WHEREAS, Bank and Retailer wish to add provisions to the Agreement that will allow the parties to establish a separate consumer credit program (the name of which shall be established by Bank and as specifically defined pursuant to Section 1.2 of this Amendment, the “New Program”) that will operate in parallel with the consumer revolving financing program currently offered under the Program.
NOW, THEREFORE, in consideration of the mutual promises and covenants herein contained, and for good and valuable consideration, the receipt and sufficiency of which are hereby acknowledged, the parties hereby agree as follows:
I.AMENDMENT TO THE AGREEMENT
1.1 Conforming Section Amendments for New Program.
A.General Statement; Notice of New Program Terms. Anything in the Agreement to the contrary notwithstanding, Retailer and Bank agree that Bank shall offer and Retailer shall participate in the New Program and accept New Accounts to finance purchases from Retailer as set forth herein. Bank shall give Retailer written notice of any changes to the terms and conditions of the New Program at least thirty (30) days prior to the effective date of such changes. It is the intention of Bank and Retailer that the provisions of the Agreement that relate to the acceptance of Credit Cards, the submission of Charge Transaction Data to Bank in connection therewith, the issuance of related credits, the resolution of disputes and the processing of related chargebacks and all provisions relating to the confidentiality, privacy and security of the resulting information shall apply to the New Program to the greatest extent possible. For the avoidance of doubt, any limitations or prohibitions set forth in the Agreement on financing a particular product or service (or category of products or services) on Accounts shall apply equally to financing any such product or service on New Accounts. Without limiting the foregoing, and anything in the Agreement to the contrary notwithstanding, Retailer shall not accept New Accounts to finance the purchase of gift cards, gift certificates or similar products or to reload any such products.
B.Section 2.2 (Retailer’s Responsibilities). The rights and responsibilities of Retailer pursuant to Section 2.2 shall apply to New Accountholders and the New Program, except in any circumstance in which a provision purports to (or should reasonably be read to) deal solely with the Program and, in such case, such provision shall apply solely to the Program; provided that Retailer may
elect to emphasize either the promotion of the Program over the New Program or the New Program over the Program, as it determines in its sole discretion, from time to time.

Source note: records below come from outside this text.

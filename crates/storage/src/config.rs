//! Declarative storage configuration.
//!
//! A [`StorageConfig`] names a meta, a backend and a wrapper stack. It is
//! plain serde data, so whole deployments can be described in JSON:
//!
//! ```
//! use persisty_storage::config::StorageConfig;
//! use persisty_storage::registry::StorageRegistry;
//! use serde_json::json;
//!
//! let config: StorageConfig = serde_json::from_value(json!({
//!     "meta": {
//!         "name": "books",
//!         "attrs": [
//!             {"name": "id", "schema": {"attr_type": "string"}},
//!             {"name": "genre", "schema": {"attr_type": "string"}}
//!         ]
//!     },
//!     "backend": {"kind": "memory"},
//!     "wrappers": [
//!         {"kind": "validate"},
//!         {"kind": "filter", "filter": {"attr": {"name": "genre", "op": "eq", "value": "poetry"}}},
//!         {"kind": "logging"}
//!     ]
//! }))
//! .unwrap();
//!
//! let registry = StorageRegistry::new();
//! let books = registry.register_config(&config).unwrap();
//! assert_eq!(books.meta().name(), "books");
//! ```
//!
//! Wrappers are applied in list order, so the first entry is the innermost
//! layer.

use std::sync::Arc;

use chrono::Duration;
use serde::{Deserialize, Serialize};
use tracing::debug;

use crate::backends::memory::MemStorage;
use crate::clock::{Clock, SystemClock};
use crate::error::{StorageResult, ValidationError};
use crate::filter::Filter;
use crate::meta::{AccessControl, Attr, CacheControl, KeyConfig, StorageMeta};
use crate::registry::{DynStorage, StorageRegistry};
use crate::wrappers::{
    AccessFilteredStorage, DEFAULT_CREATED_AT, DEFAULT_UPDATED_AT, FilteredStorage,
    LoggingStorage, SchemaValidatedStorage, TimestampedStorage, TtlCacheStorage,
};

#[cfg(feature = "sqlite")]
use crate::backends::sqlite::{SqlStorage, SqlStorageConfig};

#[cfg(feature = "dynamodb")]
use crate::backends::dynamodb::{DynamoStorage, DynamoStorageConfig, LocalDynamoClient};

/// Complete description of one storage.
#[derive(Debug, Clone, PartialEq, Serialize, Deserialize)]
pub struct StorageConfig {
    /// Attributes and policies.
    pub meta: MetaConfig,

    /// Where items are kept.
    #[serde(default)]
    pub backend: BackendConfig,

    /// Wrappers, innermost first.
    #[serde(default)]
    pub wrappers: Vec<WrapperConfig>,
}

impl StorageConfig {
    /// Parses a configuration from JSON.
    pub fn from_json(json: &str) -> StorageResult<Self> {
        Ok(serde_json::from_str(json)?)
    }

    /// Builds the storage using the system clock.
    pub fn build(&self) -> StorageResult<DynStorage> {
        self.build_with_clock(Arc::new(SystemClock))
    }

    /// Builds the storage, handing `clock` to the backend and to every
    /// wrapper that reads the time.
    pub fn build_with_clock(&self, clock: Arc<dyn Clock>) -> StorageResult<DynStorage> {
        let meta = self.meta.build()?;
        let mut storage = self.backend.build(meta, clock.clone())?;
        for wrapper in &self.wrappers {
            storage = wrapper.apply(storage, clock.clone())?;
        }
        debug!(
            storage = %self.meta.name,
            wrappers = self.wrappers.len(),
            "built storage from config"
        );
        Ok(storage)
    }
}

/// Serializable form of a [`StorageMeta`], validated through its builder.
#[derive(Debug, Clone, PartialEq, Serialize, Deserialize)]
pub struct MetaConfig {
    /// Storage name.
    pub name: String,

    /// Attributes, in declaration order.
    pub attrs: Vec<Attr>,

    /// Key strategy; defaults to the first attribute.
    #[serde(default)]
    pub key_config: Option<KeyConfig>,

    /// Capabilities; defaults to full access.
    #[serde(default)]
    pub access_control: Option<AccessControl>,

    /// Cache policy; defaults to a secure hash.
    #[serde(default)]
    pub cache_control: Option<CacheControl>,

    /// Maximum page size.
    #[serde(default)]
    pub batch_size: Option<usize>,

    /// Free-form description.
    #[serde(default)]
    pub description: Option<String>,
}

impl MetaConfig {
    /// Validates and builds the meta.
    pub fn build(&self) -> Result<StorageMeta, ValidationError> {
        let mut builder = StorageMeta::builder(self.name.clone()).attrs(self.attrs.iter().cloned());
        if let Some(key_config) = &self.key_config {
            builder = builder.key_config(key_config.clone());
        }
        if let Some(access_control) = self.access_control {
            builder = builder.access_control(access_control);
        }
        if let Some(cache_control) = &self.cache_control {
            builder = builder.cache_control(cache_control.clone());
        }
        if let Some(batch_size) = self.batch_size {
            builder = builder.batch_size(batch_size);
        }
        if let Some(description) = &self.description {
            builder = builder.description(description.clone());
        }
        builder.build()
    }
}

/// Which DynamoDB client a configured storage talks to.
#[cfg(feature = "dynamodb")]
#[derive(Debug, Clone, Copy, PartialEq, Eq, Default, Serialize, Deserialize)]
#[serde(rename_all = "snake_case")]
pub enum DynamoClientKind {
    /// The in-process emulator.
    #[default]
    Local,
    /// The AWS SDK client (requires the `dynamodb-aws` feature).
    Aws,
}

/// Backend selection.
#[derive(Debug, Clone, PartialEq, Default, Serialize, Deserialize)]
#[serde(tag = "kind", rename_all = "snake_case")]
pub enum BackendConfig {
    /// In-process map.
    #[default]
    Memory,

    /// SQLite database.
    #[cfg(feature = "sqlite")]
    Sqlite(SqlStorageConfig),

    /// DynamoDB table.
    #[cfg(feature = "dynamodb")]
    Dynamodb {
        /// Client implementation.
        #[serde(default)]
        client: DynamoClientKind,
        /// Table settings.
        #[serde(flatten)]
        config: DynamoStorageConfig,
    },
}

impl BackendConfig {
    /// Opens the backend for `meta`.
    pub fn build(&self, meta: StorageMeta, clock: Arc<dyn Clock>) -> StorageResult<DynStorage> {
        match self {
            BackendConfig::Memory => Ok(Arc::new(MemStorage::with_clock(meta, clock))),
            #[cfg(feature = "sqlite")]
            BackendConfig::Sqlite(config) => {
                Ok(Arc::new(SqlStorage::new(meta, config.clone())?.with_clock(clock)))
            }
            #[cfg(feature = "dynamodb")]
            BackendConfig::Dynamodb { client, config } => {
                build_dynamo(meta, *client, config, clock)
            }
        }
    }
}

#[cfg(feature = "dynamodb")]
fn build_dynamo(
    meta: StorageMeta,
    client: DynamoClientKind,
    config: &DynamoStorageConfig,
    clock: Arc<dyn Clock>,
) -> StorageResult<DynStorage> {
    let storage = match client {
        DynamoClientKind::Local => {
            // A fresh emulator is empty, so its table always has to be created.
            let config = DynamoStorageConfig {
                create_table: true,
                ..config.clone()
            };
            DynamoStorage::new(meta, Arc::new(LocalDynamoClient::new()), config)?
        }
        #[cfg(feature = "dynamodb-aws")]
        DynamoClientKind::Aws => {
            let aws = crate::backends::dynamodb::AwsDynamoClient::connect(config)?;
            DynamoStorage::new(meta, Arc::new(aws), config.clone())?
        }
        #[cfg(not(feature = "dynamodb-aws"))]
        DynamoClientKind::Aws => {
            return Err(ValidationError::InvalidMeta {
                storage: meta.name().to_string(),
                message: "the aws dynamodb client requires the dynamodb-aws feature".to_string(),
            }
            .into());
        }
    };
    Ok(Arc::new(storage.with_clock(clock)))
}

/// Settings for [`TtlCacheStorage`].
#[derive(Debug, Clone, Copy, PartialEq, Eq, Serialize, Deserialize)]
pub struct TtlCacheConfig {
    /// Time to live of a cached item in milliseconds.
    #[serde(default = "default_ttl_ms")]
    pub ttl_ms: u64,
}

fn default_ttl_ms() -> u64 {
    30_000
}

impl Default for TtlCacheConfig {
    fn default() -> Self {
        Self {
            ttl_ms: default_ttl_ms(),
        }
    }
}

impl TtlCacheConfig {
    /// Returns the time to live as a duration.
    pub fn ttl(&self) -> Duration {
        Duration::milliseconds(i64::try_from(self.ttl_ms).unwrap_or(i64::MAX))
    }
}

fn default_created_at() -> String {
    DEFAULT_CREATED_AT.to_string()
}

fn default_updated_at() -> String {
    DEFAULT_UPDATED_AT.to_string()
}

/// One layer of a wrapper stack.
#[derive(Debug, Clone, PartialEq, Serialize, Deserialize)]
#[serde(tag = "kind", rename_all = "snake_case")]
pub enum WrapperConfig {
    /// [`AccessFilteredStorage`].
    Access(AccessControl),

    /// [`FilteredStorage`].
    Filter {
        /// Items outside this filter are invisible.
        filter: Filter,
    },

    /// [`TimestampedStorage`].
    Timestamp {
        /// Creation time attribute.
        #[serde(default = "default_created_at")]
        created_at: String,
        /// Update time attribute.
        #[serde(default = "default_updated_at")]
        updated_at: String,
    },

    /// [`SchemaValidatedStorage`].
    Validate,

    /// [`TtlCacheStorage`].
    TtlCache(TtlCacheConfig),

    /// [`LoggingStorage`].
    Logging,
}

impl WrapperConfig {
    /// Wraps `inner` in this layer.
    pub fn apply(&self, inner: DynStorage, clock: Arc<dyn Clock>) -> StorageResult<DynStorage> {
        let wrapped: DynStorage = match self {
            WrapperConfig::Access(access_control) => {
                Arc::new(AccessFilteredStorage::new(inner, *access_control))
            }
            WrapperConfig::Filter { filter } => {
                Arc::new(FilteredStorage::new(inner, filter.clone()))
            }
            WrapperConfig::Timestamp {
                created_at,
                updated_at,
            } => Arc::new(TimestampedStorage::with_attr_names(
                inner,
                created_at.as_str(),
                updated_at.as_str(),
                clock,
            )?),
            WrapperConfig::Validate => Arc::new(SchemaValidatedStorage::new(inner)),
            WrapperConfig::TtlCache(config) => {
                Arc::new(TtlCacheStorage::with_clock(inner, config.ttl(), clock))
            }
            WrapperConfig::Logging => Arc::new(LoggingStorage::new(inner)),
        };
        Ok(wrapped)
    }
}

impl StorageRegistry {
    /// Builds a storage from `config` and registers it.
    ///
    /// # Returns
    ///
    /// The registered storage.
    pub fn register_config(&self, config: &StorageConfig) -> StorageResult<DynStorage> {
        let storage = config.build()?;
        self.register(storage.clone())?;
        Ok(storage)
    }

    /// Builds and registers every configuration, stopping at the first error.
    pub fn register_configs<'a, I>(&self, configs: I) -> StorageResult<()>
    where
        I: IntoIterator<Item = &'a StorageConfig>,
    {
        for config in configs {
            self.register_config(config)?;
        }
        Ok(())
    }
}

C.Settlement; Promotional Rates; Re-pricing (Sections 3.1, 3.4 and 3.5).
1.Except as set forth in the next sentence, the settlement provisions of Section 3.1 and the Program Fee payment provisions of Section 3.4 shall apply to Charge Transaction Data submitted by Retailer in connection with the acceptance of New Accounts to the same extent as Charge Transaction Data submitted in connection with Accounts originated under the Program. The foregoing notwithstanding, for any purchase financed on a New Account that is equal to or greater than Three Hundred Dollars ($300), Retailer shall apply a credit based promotion with an interest deferral period of twelve (12) months (a “12 Month WPDI Promotion”); provided that, if the New Accountholder declines such promotional offer (or the purchase is less than Three Hundred Dollars ($300)), then the standard, non-promotional New Accountholder terms (including the Base Rate) shall apply to such purchase.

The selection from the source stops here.